───── Data supplied

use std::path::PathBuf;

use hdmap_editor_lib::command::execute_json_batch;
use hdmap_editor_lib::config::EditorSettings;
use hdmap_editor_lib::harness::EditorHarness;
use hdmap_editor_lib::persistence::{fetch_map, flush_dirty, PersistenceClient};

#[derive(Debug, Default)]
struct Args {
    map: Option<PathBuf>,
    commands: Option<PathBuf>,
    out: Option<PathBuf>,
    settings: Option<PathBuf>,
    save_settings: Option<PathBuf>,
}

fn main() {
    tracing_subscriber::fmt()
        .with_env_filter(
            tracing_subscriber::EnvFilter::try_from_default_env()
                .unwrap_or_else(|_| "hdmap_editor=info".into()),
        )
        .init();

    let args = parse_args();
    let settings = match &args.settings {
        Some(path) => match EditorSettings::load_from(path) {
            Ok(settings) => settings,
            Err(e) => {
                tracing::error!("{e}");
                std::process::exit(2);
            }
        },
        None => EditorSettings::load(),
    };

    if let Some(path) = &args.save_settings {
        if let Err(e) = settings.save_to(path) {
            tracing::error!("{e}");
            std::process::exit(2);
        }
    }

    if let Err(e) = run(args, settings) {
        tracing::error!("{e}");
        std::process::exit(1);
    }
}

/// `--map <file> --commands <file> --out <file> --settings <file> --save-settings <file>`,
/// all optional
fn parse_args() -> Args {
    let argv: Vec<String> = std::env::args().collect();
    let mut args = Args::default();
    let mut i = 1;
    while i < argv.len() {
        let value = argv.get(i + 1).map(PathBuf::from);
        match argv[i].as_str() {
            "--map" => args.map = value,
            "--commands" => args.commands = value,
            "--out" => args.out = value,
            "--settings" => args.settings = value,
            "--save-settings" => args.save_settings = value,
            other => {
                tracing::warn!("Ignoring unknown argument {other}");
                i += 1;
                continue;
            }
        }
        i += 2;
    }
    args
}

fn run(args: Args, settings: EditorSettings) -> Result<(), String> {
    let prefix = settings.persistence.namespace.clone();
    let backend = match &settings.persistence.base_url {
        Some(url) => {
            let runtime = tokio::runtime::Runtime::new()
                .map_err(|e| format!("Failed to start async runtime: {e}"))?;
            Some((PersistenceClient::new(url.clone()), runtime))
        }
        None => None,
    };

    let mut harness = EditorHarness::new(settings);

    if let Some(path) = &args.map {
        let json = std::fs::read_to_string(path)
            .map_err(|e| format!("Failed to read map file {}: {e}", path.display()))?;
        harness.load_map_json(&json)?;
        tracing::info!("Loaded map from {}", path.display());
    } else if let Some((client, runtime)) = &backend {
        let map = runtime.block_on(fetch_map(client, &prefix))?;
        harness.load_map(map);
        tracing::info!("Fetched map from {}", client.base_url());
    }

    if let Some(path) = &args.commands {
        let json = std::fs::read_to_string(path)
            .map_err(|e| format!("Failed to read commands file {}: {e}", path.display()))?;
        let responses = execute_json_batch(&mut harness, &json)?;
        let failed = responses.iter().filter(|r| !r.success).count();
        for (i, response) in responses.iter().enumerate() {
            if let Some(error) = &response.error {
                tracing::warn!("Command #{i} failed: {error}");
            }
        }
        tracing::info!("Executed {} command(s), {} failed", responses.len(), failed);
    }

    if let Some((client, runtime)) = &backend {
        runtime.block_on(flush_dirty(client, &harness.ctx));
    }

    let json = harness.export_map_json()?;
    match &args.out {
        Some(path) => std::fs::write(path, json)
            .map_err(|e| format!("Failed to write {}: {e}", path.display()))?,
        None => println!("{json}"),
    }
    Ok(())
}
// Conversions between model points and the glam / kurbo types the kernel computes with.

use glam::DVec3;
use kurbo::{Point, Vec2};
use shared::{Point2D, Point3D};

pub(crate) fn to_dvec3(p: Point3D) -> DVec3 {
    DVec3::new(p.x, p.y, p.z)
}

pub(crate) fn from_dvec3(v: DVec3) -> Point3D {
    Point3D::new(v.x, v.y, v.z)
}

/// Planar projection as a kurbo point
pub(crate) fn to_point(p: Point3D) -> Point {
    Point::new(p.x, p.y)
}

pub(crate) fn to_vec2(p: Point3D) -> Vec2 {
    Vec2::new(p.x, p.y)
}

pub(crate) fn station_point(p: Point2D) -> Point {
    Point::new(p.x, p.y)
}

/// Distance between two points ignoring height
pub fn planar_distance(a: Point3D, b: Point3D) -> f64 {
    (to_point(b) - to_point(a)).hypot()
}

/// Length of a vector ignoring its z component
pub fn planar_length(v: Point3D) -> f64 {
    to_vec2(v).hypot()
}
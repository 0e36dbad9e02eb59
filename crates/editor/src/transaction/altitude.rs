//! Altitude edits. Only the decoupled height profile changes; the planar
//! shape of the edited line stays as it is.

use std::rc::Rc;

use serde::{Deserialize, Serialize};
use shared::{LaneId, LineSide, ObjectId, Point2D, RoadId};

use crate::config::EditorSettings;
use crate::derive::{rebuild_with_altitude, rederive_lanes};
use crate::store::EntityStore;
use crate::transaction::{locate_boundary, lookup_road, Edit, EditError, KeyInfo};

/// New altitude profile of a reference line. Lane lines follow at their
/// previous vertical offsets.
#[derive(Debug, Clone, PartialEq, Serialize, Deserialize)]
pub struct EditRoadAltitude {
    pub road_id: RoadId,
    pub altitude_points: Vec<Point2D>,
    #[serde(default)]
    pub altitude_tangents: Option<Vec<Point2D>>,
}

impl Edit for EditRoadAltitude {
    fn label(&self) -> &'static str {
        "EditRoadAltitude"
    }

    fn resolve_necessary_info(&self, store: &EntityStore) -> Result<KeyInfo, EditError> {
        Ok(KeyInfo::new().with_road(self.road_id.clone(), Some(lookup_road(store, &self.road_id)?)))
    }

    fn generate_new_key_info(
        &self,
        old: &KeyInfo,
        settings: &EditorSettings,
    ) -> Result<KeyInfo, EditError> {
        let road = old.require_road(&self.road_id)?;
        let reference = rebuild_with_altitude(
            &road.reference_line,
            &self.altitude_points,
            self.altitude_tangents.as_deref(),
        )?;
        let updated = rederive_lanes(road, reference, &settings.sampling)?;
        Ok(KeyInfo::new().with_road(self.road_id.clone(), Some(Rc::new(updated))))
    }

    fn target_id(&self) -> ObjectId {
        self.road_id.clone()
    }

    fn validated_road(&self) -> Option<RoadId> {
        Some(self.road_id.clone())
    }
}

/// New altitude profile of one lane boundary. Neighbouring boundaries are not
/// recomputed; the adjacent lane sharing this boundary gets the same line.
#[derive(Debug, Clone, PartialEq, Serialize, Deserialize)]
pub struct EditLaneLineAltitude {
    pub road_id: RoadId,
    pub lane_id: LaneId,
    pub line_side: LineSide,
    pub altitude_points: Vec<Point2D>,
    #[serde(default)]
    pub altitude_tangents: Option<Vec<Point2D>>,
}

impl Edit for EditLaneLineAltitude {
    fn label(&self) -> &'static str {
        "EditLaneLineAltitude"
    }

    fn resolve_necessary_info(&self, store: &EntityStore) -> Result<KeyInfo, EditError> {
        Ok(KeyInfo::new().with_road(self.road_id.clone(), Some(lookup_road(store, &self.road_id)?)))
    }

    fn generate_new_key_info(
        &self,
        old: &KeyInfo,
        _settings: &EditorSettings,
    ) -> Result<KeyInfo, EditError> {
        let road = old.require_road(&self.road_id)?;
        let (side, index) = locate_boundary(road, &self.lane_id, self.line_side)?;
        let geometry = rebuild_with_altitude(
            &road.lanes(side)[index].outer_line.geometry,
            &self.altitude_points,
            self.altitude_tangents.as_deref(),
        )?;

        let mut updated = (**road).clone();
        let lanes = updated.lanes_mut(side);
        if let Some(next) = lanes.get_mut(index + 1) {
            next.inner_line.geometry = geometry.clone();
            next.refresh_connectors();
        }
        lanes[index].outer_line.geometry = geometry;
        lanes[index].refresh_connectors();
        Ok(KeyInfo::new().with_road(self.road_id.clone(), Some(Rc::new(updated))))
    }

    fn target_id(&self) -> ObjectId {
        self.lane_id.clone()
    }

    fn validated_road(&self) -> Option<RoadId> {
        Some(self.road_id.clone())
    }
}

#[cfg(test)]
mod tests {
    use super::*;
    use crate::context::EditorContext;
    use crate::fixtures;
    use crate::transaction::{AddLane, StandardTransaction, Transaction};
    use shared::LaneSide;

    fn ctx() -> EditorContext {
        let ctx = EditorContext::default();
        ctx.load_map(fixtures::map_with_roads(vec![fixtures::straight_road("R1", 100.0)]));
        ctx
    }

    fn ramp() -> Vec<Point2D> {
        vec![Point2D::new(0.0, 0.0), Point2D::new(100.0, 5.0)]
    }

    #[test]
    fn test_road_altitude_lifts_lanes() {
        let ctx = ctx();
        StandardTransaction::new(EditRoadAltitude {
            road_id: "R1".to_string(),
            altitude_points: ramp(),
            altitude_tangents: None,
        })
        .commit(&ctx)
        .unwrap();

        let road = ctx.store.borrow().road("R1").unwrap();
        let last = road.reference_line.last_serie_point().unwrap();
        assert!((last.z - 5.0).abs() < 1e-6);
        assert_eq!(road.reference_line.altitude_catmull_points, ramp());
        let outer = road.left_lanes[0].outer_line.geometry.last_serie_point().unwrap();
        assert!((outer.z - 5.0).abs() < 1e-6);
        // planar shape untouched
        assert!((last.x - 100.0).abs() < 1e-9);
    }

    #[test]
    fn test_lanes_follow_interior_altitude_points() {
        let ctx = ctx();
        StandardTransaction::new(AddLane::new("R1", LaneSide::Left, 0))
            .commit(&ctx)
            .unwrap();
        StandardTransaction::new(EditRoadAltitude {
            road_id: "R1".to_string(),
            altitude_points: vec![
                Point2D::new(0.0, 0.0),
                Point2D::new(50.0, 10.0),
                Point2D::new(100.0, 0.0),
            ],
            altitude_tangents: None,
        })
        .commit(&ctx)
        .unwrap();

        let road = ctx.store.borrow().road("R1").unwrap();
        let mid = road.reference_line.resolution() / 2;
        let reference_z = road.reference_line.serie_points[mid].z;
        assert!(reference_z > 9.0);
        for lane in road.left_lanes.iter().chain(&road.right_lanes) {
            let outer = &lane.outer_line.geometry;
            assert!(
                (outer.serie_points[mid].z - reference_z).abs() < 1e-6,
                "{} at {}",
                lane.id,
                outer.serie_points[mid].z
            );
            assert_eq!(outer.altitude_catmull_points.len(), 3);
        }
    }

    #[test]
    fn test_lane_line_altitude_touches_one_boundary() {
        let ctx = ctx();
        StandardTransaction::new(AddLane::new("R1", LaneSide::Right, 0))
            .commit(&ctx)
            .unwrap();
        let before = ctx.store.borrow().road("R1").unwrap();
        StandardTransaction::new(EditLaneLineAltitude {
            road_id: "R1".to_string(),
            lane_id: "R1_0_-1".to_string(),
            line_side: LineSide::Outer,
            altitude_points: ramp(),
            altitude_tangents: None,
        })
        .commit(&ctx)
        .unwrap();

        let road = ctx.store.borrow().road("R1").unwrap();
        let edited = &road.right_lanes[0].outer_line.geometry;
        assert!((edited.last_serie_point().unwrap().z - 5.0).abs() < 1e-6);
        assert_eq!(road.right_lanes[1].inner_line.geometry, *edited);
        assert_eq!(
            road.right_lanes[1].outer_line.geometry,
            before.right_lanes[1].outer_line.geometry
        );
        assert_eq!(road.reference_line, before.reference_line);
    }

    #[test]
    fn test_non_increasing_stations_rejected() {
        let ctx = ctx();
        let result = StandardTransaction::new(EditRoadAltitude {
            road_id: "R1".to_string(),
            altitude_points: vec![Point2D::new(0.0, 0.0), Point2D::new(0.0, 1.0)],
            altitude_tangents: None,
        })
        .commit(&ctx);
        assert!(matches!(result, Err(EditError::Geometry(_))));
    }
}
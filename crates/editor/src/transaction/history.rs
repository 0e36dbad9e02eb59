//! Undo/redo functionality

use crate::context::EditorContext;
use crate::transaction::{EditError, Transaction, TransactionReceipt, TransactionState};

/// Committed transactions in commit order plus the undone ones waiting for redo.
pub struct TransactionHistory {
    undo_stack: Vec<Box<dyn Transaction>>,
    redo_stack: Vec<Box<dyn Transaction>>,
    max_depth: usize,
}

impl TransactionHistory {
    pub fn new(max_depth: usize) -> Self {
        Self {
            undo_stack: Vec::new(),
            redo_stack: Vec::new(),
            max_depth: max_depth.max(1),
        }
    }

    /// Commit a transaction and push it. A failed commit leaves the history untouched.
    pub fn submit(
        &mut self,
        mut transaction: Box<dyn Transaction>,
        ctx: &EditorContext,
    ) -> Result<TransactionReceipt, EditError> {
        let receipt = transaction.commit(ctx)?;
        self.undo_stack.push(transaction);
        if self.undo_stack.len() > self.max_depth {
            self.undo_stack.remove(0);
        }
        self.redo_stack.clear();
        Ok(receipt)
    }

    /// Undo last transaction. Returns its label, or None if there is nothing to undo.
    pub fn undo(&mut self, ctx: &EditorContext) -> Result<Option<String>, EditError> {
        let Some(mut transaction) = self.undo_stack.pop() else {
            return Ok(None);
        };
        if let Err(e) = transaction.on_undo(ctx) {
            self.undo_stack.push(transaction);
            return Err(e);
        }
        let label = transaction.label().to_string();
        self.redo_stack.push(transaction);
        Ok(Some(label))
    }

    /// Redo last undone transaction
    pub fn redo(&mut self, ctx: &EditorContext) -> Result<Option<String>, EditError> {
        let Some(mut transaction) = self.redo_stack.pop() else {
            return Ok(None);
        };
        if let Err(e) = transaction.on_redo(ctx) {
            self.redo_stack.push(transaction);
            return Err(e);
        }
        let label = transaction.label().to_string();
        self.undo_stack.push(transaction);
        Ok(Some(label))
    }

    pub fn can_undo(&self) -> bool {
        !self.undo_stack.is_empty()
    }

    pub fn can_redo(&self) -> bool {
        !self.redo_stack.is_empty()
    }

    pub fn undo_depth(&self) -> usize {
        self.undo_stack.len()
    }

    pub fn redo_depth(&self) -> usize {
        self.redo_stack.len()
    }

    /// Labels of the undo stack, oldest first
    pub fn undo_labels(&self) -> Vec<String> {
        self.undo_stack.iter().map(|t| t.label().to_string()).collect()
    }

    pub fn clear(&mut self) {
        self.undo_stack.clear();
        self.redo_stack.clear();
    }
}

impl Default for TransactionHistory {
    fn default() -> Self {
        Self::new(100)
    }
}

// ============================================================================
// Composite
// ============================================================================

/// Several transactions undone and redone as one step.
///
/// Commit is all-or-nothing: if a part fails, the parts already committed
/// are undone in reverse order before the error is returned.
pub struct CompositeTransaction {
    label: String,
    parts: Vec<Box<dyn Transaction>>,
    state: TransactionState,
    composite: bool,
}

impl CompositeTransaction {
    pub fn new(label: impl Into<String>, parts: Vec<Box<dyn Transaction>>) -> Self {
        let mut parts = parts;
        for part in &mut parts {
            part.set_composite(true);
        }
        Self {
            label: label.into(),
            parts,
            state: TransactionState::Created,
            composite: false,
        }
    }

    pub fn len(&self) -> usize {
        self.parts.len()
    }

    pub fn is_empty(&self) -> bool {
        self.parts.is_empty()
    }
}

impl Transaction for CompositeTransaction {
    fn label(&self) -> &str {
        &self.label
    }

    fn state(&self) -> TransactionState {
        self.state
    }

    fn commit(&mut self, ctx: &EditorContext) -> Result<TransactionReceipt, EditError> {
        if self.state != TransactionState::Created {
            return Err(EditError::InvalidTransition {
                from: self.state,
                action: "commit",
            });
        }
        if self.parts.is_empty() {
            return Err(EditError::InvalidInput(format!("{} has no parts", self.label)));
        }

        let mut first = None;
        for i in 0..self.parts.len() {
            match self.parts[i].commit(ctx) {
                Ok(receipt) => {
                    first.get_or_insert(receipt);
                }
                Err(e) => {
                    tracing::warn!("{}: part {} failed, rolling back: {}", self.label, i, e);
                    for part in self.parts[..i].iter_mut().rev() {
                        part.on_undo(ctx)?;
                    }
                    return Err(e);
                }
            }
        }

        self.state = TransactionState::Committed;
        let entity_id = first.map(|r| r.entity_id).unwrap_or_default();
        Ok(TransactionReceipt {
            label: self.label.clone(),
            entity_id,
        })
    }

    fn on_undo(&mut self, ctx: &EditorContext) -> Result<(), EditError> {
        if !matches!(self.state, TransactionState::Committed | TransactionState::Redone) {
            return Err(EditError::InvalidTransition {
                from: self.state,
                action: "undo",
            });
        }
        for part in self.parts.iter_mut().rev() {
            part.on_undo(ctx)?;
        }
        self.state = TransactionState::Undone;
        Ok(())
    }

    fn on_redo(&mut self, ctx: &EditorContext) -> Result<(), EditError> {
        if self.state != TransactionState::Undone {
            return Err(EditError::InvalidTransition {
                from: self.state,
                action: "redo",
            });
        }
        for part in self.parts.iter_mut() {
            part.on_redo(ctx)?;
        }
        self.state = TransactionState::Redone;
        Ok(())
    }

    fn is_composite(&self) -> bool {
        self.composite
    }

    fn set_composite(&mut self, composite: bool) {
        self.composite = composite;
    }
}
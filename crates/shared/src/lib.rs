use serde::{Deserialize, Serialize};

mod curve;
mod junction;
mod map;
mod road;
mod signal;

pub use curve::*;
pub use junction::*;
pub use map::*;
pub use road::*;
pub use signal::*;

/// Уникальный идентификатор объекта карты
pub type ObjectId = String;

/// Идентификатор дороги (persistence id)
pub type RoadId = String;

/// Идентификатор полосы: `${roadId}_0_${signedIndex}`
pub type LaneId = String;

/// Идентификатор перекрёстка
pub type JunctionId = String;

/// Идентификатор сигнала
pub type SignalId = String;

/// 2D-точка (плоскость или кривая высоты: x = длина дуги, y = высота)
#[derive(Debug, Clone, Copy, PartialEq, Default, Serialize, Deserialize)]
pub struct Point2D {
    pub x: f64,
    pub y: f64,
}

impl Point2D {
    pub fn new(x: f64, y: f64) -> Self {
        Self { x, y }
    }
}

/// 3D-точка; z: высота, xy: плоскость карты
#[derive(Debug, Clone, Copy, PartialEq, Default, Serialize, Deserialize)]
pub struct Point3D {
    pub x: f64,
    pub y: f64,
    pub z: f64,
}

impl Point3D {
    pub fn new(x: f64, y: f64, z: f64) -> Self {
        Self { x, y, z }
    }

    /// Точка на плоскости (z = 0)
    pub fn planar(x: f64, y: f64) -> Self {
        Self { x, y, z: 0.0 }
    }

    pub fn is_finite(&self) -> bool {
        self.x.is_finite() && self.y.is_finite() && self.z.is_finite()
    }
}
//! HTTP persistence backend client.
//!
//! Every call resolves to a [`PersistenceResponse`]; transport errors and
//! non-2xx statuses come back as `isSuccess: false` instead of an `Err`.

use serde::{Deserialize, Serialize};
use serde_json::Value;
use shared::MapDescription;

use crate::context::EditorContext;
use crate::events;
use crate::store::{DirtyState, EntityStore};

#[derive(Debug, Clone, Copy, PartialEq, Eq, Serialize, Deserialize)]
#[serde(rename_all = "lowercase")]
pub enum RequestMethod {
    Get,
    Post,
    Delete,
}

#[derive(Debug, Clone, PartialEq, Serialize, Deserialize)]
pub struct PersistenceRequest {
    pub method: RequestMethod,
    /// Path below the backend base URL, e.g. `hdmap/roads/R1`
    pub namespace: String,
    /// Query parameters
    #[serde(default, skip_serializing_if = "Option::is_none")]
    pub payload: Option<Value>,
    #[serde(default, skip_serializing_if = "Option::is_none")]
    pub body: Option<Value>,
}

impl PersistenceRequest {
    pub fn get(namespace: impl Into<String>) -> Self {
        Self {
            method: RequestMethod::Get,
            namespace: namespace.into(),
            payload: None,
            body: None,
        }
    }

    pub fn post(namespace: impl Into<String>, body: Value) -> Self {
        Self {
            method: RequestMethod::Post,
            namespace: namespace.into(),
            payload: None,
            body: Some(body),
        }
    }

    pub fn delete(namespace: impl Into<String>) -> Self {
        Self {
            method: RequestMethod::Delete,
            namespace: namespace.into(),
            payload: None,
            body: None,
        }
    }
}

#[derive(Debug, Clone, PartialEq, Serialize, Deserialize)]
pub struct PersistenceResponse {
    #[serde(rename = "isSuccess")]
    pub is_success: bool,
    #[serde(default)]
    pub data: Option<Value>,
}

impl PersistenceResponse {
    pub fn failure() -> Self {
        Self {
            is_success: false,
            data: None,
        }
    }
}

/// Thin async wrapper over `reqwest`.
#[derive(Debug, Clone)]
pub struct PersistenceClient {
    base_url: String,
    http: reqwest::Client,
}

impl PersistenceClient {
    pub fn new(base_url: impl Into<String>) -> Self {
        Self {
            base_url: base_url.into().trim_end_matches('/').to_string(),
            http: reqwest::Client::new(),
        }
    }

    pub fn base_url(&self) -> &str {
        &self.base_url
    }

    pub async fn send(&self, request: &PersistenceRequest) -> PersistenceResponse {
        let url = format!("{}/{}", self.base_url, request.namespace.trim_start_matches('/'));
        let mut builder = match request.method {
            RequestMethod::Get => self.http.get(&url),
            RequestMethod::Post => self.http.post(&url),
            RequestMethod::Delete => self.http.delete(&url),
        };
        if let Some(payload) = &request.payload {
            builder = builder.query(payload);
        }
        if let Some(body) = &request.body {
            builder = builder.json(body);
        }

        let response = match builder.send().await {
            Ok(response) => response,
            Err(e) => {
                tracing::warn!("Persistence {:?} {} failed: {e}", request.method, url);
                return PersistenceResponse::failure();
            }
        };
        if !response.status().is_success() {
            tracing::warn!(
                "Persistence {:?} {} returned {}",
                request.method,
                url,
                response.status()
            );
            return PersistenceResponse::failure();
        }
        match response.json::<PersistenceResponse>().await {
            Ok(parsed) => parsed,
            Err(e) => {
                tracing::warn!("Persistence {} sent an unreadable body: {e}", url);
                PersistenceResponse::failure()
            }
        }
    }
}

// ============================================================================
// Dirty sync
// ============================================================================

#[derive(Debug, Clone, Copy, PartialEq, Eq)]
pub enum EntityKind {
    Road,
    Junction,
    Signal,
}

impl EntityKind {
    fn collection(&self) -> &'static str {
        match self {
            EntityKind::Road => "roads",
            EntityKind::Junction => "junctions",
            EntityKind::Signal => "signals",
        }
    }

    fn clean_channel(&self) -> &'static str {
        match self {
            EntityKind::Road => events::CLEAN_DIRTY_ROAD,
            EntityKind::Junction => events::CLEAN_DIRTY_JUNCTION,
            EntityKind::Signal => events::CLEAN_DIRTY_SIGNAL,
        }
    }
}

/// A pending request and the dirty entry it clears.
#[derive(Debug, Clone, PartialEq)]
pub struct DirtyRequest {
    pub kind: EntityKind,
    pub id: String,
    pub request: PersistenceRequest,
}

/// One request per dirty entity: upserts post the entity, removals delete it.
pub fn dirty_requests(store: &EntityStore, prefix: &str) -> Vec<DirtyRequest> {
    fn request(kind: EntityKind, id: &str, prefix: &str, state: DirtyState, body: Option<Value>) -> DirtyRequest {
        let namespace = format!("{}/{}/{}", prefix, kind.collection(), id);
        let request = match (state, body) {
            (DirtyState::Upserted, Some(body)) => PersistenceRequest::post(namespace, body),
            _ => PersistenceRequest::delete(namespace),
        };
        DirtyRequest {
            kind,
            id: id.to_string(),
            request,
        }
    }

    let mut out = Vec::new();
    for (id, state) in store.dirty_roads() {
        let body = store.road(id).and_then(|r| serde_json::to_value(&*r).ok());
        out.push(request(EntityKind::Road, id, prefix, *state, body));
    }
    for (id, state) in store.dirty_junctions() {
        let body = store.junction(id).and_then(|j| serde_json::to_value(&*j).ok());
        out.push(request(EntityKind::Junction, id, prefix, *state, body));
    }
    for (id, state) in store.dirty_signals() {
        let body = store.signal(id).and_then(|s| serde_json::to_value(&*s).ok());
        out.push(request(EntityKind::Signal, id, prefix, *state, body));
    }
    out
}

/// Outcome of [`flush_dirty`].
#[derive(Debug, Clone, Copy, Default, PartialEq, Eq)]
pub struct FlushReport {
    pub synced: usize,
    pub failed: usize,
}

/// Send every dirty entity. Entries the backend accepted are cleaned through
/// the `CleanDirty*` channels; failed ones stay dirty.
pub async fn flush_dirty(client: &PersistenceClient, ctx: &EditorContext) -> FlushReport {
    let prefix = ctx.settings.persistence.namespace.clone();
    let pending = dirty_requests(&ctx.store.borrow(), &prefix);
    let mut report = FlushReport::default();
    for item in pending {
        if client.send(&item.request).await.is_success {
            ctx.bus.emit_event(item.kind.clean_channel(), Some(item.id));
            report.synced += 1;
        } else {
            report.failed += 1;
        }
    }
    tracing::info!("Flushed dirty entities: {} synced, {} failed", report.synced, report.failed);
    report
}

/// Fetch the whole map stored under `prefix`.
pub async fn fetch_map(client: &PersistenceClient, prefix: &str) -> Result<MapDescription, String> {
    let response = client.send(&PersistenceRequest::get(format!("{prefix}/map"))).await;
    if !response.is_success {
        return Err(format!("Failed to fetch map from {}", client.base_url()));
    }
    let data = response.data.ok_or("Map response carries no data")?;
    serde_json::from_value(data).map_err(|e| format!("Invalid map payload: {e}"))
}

──────────

◆ **Task**:
Among the records above, a stretch begins at the line containing "<file> --commands <file>" and ends at the line containing "let failed = responses.iter().filter(|r|". Restate that stretch word for word, and nothing else.

◆ **Result of the exercise**:
/// `--map <file> --commands <file> --out <file> --settings <file> --save-settings <file>`,
/// all optional
fn parse_args() -> Args {
    let argv: Vec<String> = std::env::args().collect();
    let mut args = Args::default();
    let mut i = 1;
    while i < argv.len() {
        let value = argv.get(i + 1).map(PathBuf::from);
        match argv[i].as_str() {
            "--map" => args.map = value,
            "--commands" => args.commands = value,
            "--out" => args.out = value,
            "--settings" => args.settings = value,
            "--save-settings" => args.save_settings = value,
            other => {
                tracing::warn!("Ignoring unknown argument {other}");
                i += 1;
                continue;
            }
        }
        i += 2;
    }
    args
}

fn run(args: Args, settings: EditorSettings) -> Result<(), String> {
    let prefix = settings.persistence.namespace.clone();
    let backend = match &settings.persistence.base_url {
        Some(url) => {
            let runtime = tokio::runtime::Runtime::new()
                .map_err(|e| format!("Failed to start async runtime: {e}"))?;
            Some((PersistenceClient::new(url.clone()), runtime))
        }
        None => None,
    };

    let mut harness = EditorHarness::new(settings);

    if let Some(path) = &args.map {
        let json = std::fs::read_to_string(path)
            .map_err(|e| format!("Failed to read map file {}: {e}", path.display()))?;
        harness.load_map_json(&json)?;
        tracing::info!("Loaded map from {}", path.display());
    } else if let Some((client, runtime)) = &backend {
        let map = runtime.block_on(fetch_map(client, &prefix))?;
        harness.load_map(map);
        tracing::info!("Fetched map from {}", client.base_url());
    }

    if let Some(path) = &args.commands {
        let json = std::fs::read_to_string(path)
            .map_err(|e| format!("Failed to read commands file {}: {e}", path.display()))?;
        let responses = execute_json_batch(&mut harness, &json)?;
        let failed = responses.iter().filter(|r| !r.success).count();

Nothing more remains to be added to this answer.